Это было уже в первых числах апреля, а 7-го я собирался в длительный командировочный вояж сначала в Москву, а потом в Норильск. Перед отъездом я заколебался: как я их тут оставлю - Сашулю с Митей - в таком состоянии? Может, отложить поездку? Решил расспросить у врачей, насколько серьёзно всё у Мити и полученным ответом был совершенно ошарашен:
- Мы гарантировать ничего не можем. От пневмонии самая высокая детская смертность (?!!). А если Вам в командировку нужно, так езжайте. Здесь Вы всё равно ничем помочь не сможете.

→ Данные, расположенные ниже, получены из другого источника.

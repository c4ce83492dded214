//! AWS Lambda function serving ER wait-time RSS feeds.
//!
//! API Gateway and Function URL events are translated by `lambda_http` into
//! ordinary HTTP requests and dispatched to the same axum router the
//! standalone service uses. The upstream client is built once per cold start.

use axum::Router;
use lambda_http::Error;
use tracing::{error, info};

use erwait_service_shared::{init_logging, router, AppState, LoggingConfig};

#[tokio::main]
async fn main() -> Result<(), Error> {
    init_logging(&LoggingConfig::from_env().with_service(env!("CARGO_PKG_NAME")))?;

    let app = build_app(AppState::from_env().map_err(|e| {
        error!(error = %e, "failed to load application state");
        e
    })?);

    lambda_http::run(app).await
}

fn build_app(state: AppState) -> Router {
    info!(upstream = ?state, "cold start complete");
    router(state)
}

Ничего себе! Как же так? Здорового ребёнка привели им, под их надзором он пневмонию схватил, а теперь они гарантировать ничего не могут? Я был настолько подавлен, что даже слова не мог там вымолвить.

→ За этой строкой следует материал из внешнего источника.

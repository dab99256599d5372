//! Registry index (index.yaml)
//!
//! The index summarizes a directory tree of `pattern.yaml` files: one entry
//! per pattern name with every version found, plus per-category counts.

use std::cmp::Ordering;
use std::collections::BTreeMap;
use std::path::{Path, PathBuf};

use chrono::{DateTime, Utc};
use serde::{Deserialize, Serialize};
use walkdir::WalkDir;

use crate::error::{Result, write_error};
use crate::pattern::validation::parse_version;
use crate::pattern::{PATTERN_FILE, Pattern};

/// Index file name written at the registry root
pub const INDEX_FILE: &str = "index.yaml";

/// Index format version
pub const INDEX_VERSION: &str = "1";

/// Registry index
#[derive(Debug, Clone, PartialEq, Serialize, Deserialize)]
pub struct RegistryIndex {
    pub version: String,
    pub generated: DateTime<Utc>,
    #[serde(default)]
    pub categories: Vec<CategoryEntry>,
    #[serde(default)]
    pub patterns: Vec<IndexEntry>,
}

/// A category and how many patterns it holds
#[derive(Debug, Clone, PartialEq, Eq, Serialize, Deserialize)]
pub struct CategoryEntry {
    pub name: String,
    #[serde(default)]
    pub description: String,
    pub count: usize,
}

/// Index entry for one pattern name
#[derive(Debug, Clone, PartialEq, Eq, Serialize, Deserialize)]
pub struct IndexEntry {
    pub name: String,
    #[serde(default)]
    pub description: String,
    #[serde(default)]
    pub category: String,
    #[serde(default)]
    pub tags: Vec<String>,
    /// Versions in ascending order
    pub versions: Vec<String>,
    pub latest: String,
    #[serde(default)]
    pub author: String,
}

/// Compare two version strings, semver first, lexicographic otherwise
pub fn compare_versions(a: &str, b: &str) -> Ordering {
    match (parse_version(a), parse_version(b)) {
        (Some(va), Some(vb)) => va.cmp(&vb),
        (Some(_), None) => Ordering::Greater,
        (None, Some(_)) => Ordering::Less,
        (None, None) => a.cmp(b),
    }
}

/// Find and parse every `pattern.yaml` below `root`.
///
/// Files that fail to parse are skipped with a warning so one broken pattern
/// does not hide the rest of the registry.
pub fn scan_patterns(root: &Path) -> Vec<(PathBuf, Pattern)> {
    let mut found: Vec<(PathBuf, Pattern)> = WalkDir::new(root)
        .follow_links(true)
        .into_iter()
        .filter_map(std::result::Result::ok)
        .filter(|e| e.file_type().is_file() && e.file_name() == PATTERN_FILE)
        .filter_map(|e| match Pattern::from_file(e.path()) {
            Ok(pattern) => Some((e.path().to_path_buf(), pattern)),
            Err(err) => {
                tracing::warn!(path = %e.path().display(), error = %err, "skipping pattern");
                None
            }
        })
        .collect();
    found.sort_by(|a, b| a.0.cmp(&b.0));
    found
}

impl RegistryIndex {
    /// Build an index from parsed patterns
    pub fn from_patterns<'a>(patterns: impl IntoIterator<Item = &'a Pattern>) -> Self {
        let mut by_name: BTreeMap<&str, Vec<&Pattern>> = BTreeMap::new();
        for pattern in patterns {
            by_name.entry(pattern.name()).or_default().push(pattern);
        }

        let mut entries = Vec::new();
        let mut counts: BTreeMap<String, usize> = BTreeMap::new();
        for (name, mut versions) in by_name {
            versions.sort_by(|a, b| compare_versions(a.version(), b.version()));
            versions.dedup_by(|a, b| a.version() == b.version());
            let Some(newest) = versions.last() else {
                continue;
            };
            let meta = &newest.metadata;
            *counts.entry(newest.category_dir().to_string()).or_default() += 1;
            entries.push(IndexEntry {
                name: name.to_string(),
                description: meta.description.clone(),
                category: meta.category.clone(),
                tags: meta.tags.iter().cloned().collect(),
                versions: versions.iter().map(|p| p.version().to_string()).collect(),
                latest: meta.version.clone(),
                author: meta.author.clone(),
            });
        }

        Self {
            version: INDEX_VERSION.to_string(),
            generated: Utc::now(),
            categories: counts
                .into_iter()
                .map(|(name, count)| CategoryEntry {
                    name,
                    description: String::new(),
                    count,
                })
                .collect(),
            patterns: entries,
        }
    }

    /// Build the index for a registry directory
    pub fn build(root: &Path) -> Self {
        let scanned = scan_patterns(root);
        Self::from_patterns(scanned.iter().map(|(_, p)| p))
    }

    /// Build the index and write it to `<root>/index.yaml`
    pub fn write(root: &Path) -> Result<(PathBuf, Self)> {
        let index = Self::build(root);
        let path = root.join(INDEX_FILE);
        let yaml = serde_yaml::to_string(&index)?;
        std::fs::write(&path, yaml).map_err(|e| write_error(&path, &e))?;
        Ok((path, index))
    }

    pub fn find(&self, name: &str) -> Option<&IndexEntry> {
        self.patterns.iter().find(|e| e.name == name)
    }
}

Но на следующий день Мите стало получше, он повеселел, и я успокоился - решил ехать.
А накануне отъезда - 6-го апреля была Пасха. День был чудесный, как чаще всего и бывает на Пасху в Калининграде, только обычно Пасха приходится на конец апреля - начало мая, а тут была ранняя. Солнце светило вовсю, небо голубое - ни облачка. Ездили на кладбище с Сашулей, дедом и Иринкой. Народу - как на демонстрации или у Кировского стадиона во время футбола, только движение в обе стороны: одни уже навестили своих покойников, другие только идут. Трамваи идут один за одним переполненные, а непосредственно перед кладбищем милиция перекрыла движение, и людьми запружены и тротуары, и проезжая часть. И настроение у всех весеннее, праздничное, хотя идут на кладбище. А ведь верующих нет никого практически! или, наоборот, все верующие в этот момент? Но ведь не христосуются! У могил все почти выпивают, закусывают, но пьяных нет. Удивительная картина праздника одновременно и подпольного, и общепризнанного.

268

В ИЗМИРАНе у меня было назначено первое выступление с моей докторской - на семинаре лаборатории Зевакиной. Закончил я свой труд в марте 1980 года, а начал писать в июне 1978-го, то есть затратил на это год и девять месяцев, попутно получая ещё новые результаты, которые вставлял в диссертацию. Получилось свыше 400 машинописных страниц, включая список литературы, содержащий более 400 наименований, и кроме того около 80 страниц заняли рисунки. По этим количественным параметрам диссертация была вполне стандартной, такого объёма докторские я чаще всего и встречал. Отпечатал я только один экземпляр, надеясь остальные отэрить с него, чтобы не вписывать в каждый экземпляр формулы.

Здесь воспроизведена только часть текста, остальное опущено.